Description of the task.
Return the opening lines of the material, word for word. End with the line that contains "pub struct ProcessCommand".

—————

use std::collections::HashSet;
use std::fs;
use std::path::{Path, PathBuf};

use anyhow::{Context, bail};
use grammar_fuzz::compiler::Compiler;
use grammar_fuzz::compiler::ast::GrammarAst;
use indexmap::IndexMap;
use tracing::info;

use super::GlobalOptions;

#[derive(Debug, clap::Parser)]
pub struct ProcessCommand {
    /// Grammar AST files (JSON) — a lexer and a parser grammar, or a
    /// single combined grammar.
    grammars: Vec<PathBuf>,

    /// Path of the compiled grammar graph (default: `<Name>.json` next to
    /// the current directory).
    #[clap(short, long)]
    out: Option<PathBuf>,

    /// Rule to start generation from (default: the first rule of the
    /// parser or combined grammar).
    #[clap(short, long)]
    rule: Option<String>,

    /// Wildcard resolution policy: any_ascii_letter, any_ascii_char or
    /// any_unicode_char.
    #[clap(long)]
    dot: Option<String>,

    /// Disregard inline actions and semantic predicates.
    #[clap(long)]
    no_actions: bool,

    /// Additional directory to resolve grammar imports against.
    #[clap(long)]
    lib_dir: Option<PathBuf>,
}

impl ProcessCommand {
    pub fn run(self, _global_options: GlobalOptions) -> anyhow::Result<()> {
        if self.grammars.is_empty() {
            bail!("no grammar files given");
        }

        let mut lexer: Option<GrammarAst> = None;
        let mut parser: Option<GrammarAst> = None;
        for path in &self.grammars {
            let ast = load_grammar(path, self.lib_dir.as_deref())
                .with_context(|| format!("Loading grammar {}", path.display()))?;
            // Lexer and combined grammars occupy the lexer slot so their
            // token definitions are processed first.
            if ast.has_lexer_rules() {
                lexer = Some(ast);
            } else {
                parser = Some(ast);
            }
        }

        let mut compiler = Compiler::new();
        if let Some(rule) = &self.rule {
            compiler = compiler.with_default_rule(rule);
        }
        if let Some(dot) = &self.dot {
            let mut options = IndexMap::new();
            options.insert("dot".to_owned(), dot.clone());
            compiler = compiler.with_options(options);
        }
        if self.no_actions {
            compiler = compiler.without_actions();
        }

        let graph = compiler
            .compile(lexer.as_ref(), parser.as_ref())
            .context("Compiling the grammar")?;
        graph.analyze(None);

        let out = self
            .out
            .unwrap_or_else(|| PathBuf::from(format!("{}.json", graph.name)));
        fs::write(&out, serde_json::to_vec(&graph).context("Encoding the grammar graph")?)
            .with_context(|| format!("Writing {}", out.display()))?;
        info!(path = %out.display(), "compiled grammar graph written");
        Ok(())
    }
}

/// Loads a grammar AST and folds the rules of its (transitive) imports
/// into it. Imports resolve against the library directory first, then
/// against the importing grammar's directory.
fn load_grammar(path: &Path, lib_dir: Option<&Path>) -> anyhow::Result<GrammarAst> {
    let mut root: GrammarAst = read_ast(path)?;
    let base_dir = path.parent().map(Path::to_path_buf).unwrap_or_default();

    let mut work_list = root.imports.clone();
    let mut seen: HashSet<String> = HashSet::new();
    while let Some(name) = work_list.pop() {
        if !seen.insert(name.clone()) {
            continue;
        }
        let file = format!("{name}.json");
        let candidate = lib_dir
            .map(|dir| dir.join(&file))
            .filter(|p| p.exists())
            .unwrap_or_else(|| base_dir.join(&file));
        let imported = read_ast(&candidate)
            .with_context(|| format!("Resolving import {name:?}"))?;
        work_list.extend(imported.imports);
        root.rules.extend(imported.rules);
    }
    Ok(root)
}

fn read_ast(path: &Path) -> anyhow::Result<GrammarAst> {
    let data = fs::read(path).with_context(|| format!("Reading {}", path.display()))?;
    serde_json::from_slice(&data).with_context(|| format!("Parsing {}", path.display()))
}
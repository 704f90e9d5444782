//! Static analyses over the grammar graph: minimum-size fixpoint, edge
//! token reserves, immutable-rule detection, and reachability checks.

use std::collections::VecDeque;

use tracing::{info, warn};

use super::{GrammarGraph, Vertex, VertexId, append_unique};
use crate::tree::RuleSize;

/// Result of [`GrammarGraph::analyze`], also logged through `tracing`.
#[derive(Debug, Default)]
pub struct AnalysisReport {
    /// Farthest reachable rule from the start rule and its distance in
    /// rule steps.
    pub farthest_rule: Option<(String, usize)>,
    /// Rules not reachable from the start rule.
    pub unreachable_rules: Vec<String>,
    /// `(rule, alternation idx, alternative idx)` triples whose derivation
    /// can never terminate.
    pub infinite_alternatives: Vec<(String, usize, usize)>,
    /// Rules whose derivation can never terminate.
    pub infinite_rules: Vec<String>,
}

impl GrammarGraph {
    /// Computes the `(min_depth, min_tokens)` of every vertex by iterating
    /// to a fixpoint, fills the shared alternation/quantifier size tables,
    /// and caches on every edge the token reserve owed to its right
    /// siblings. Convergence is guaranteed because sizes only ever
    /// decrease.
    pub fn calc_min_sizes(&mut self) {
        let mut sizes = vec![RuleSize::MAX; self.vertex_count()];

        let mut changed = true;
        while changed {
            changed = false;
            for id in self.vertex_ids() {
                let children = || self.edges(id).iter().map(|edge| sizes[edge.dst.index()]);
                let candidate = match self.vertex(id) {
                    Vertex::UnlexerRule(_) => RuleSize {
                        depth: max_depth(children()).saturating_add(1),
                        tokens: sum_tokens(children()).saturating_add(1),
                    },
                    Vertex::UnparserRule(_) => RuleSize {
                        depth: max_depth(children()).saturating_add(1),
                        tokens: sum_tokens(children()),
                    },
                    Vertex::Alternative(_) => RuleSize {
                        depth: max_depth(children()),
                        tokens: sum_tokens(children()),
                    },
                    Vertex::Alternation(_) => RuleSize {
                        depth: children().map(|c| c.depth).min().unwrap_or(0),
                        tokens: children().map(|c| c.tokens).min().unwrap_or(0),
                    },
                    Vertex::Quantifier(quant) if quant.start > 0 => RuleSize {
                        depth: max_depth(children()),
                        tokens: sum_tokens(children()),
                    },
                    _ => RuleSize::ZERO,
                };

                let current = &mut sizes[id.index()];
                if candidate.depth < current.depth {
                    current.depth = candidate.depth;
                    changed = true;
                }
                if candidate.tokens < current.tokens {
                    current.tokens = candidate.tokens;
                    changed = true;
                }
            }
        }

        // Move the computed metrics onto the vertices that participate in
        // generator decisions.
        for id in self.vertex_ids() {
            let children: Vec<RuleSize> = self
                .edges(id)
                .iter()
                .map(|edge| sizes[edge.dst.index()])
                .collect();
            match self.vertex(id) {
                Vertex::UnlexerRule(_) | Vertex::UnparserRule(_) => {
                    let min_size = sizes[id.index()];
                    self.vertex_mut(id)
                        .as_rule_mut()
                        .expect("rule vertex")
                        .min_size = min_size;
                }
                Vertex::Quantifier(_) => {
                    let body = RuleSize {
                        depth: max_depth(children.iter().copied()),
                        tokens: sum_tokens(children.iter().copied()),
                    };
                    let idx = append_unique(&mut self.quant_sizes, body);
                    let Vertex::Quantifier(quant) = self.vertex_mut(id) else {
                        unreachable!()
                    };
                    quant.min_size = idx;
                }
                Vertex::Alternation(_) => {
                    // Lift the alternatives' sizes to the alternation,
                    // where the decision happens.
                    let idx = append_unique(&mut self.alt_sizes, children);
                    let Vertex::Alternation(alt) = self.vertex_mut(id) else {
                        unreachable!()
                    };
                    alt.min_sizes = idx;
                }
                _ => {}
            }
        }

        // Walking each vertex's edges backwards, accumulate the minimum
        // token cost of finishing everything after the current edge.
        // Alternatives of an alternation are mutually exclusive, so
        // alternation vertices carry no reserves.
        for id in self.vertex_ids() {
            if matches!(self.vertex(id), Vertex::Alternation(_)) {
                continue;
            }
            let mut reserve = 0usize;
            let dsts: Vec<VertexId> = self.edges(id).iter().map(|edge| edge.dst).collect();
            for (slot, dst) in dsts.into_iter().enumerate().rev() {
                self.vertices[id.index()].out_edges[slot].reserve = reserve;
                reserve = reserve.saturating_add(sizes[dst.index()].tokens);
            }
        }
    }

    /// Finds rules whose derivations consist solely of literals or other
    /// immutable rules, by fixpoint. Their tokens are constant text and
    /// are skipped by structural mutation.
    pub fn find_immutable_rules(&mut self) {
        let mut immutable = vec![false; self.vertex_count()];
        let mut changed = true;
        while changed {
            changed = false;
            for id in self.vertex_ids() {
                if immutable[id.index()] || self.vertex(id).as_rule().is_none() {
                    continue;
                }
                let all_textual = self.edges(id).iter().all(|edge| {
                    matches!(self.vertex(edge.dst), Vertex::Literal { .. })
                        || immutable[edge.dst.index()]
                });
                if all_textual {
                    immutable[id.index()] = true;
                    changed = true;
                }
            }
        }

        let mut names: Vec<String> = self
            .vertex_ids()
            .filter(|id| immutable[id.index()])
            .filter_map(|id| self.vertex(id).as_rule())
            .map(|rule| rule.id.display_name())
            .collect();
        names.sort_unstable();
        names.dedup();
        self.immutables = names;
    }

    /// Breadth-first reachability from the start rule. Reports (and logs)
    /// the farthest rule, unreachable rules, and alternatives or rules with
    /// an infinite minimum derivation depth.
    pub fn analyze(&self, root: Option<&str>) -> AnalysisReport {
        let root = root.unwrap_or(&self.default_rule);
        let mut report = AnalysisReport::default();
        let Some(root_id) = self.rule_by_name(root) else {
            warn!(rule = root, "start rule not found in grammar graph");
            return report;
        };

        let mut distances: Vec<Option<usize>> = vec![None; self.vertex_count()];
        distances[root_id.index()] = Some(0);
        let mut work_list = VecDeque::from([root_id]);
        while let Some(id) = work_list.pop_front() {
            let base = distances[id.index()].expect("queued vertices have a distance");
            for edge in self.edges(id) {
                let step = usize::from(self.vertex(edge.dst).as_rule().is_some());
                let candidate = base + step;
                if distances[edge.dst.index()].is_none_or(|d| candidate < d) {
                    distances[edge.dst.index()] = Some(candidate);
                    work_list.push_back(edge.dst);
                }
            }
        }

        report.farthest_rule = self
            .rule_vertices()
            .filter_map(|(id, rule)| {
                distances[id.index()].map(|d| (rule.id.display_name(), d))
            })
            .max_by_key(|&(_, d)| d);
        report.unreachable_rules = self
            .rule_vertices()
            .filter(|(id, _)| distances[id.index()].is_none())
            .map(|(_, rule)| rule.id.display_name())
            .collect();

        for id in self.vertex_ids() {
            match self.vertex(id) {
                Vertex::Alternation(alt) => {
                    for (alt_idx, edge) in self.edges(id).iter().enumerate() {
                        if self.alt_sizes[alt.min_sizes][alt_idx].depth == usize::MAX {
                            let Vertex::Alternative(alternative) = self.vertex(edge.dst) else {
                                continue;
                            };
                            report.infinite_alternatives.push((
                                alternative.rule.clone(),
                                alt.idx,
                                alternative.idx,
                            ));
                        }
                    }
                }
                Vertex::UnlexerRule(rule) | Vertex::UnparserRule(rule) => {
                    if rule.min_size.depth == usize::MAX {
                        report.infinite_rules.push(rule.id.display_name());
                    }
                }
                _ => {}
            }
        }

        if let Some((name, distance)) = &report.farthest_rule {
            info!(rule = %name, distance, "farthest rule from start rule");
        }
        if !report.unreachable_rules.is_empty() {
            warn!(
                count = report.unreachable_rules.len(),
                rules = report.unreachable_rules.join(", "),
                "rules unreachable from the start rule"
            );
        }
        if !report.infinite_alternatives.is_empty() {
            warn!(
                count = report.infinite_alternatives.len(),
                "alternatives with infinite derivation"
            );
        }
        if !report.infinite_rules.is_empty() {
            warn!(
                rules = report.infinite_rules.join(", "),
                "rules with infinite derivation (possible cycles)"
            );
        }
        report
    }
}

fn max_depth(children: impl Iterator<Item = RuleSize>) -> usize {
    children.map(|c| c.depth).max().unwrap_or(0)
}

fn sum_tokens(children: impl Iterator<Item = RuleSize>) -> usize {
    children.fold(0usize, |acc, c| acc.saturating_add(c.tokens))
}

—————

Answer section.
use std::collections::HashSet;
use std::fs;
use std::path::{Path, PathBuf};

use anyhow::{Context, bail};
use grammar_fuzz::compiler::Compiler;
use grammar_fuzz::compiler::ast::GrammarAst;
use indexmap::IndexMap;
use tracing::info;

use super::GlobalOptions;

#[derive(Debug, clap::Parser)]
pub struct ProcessCommand {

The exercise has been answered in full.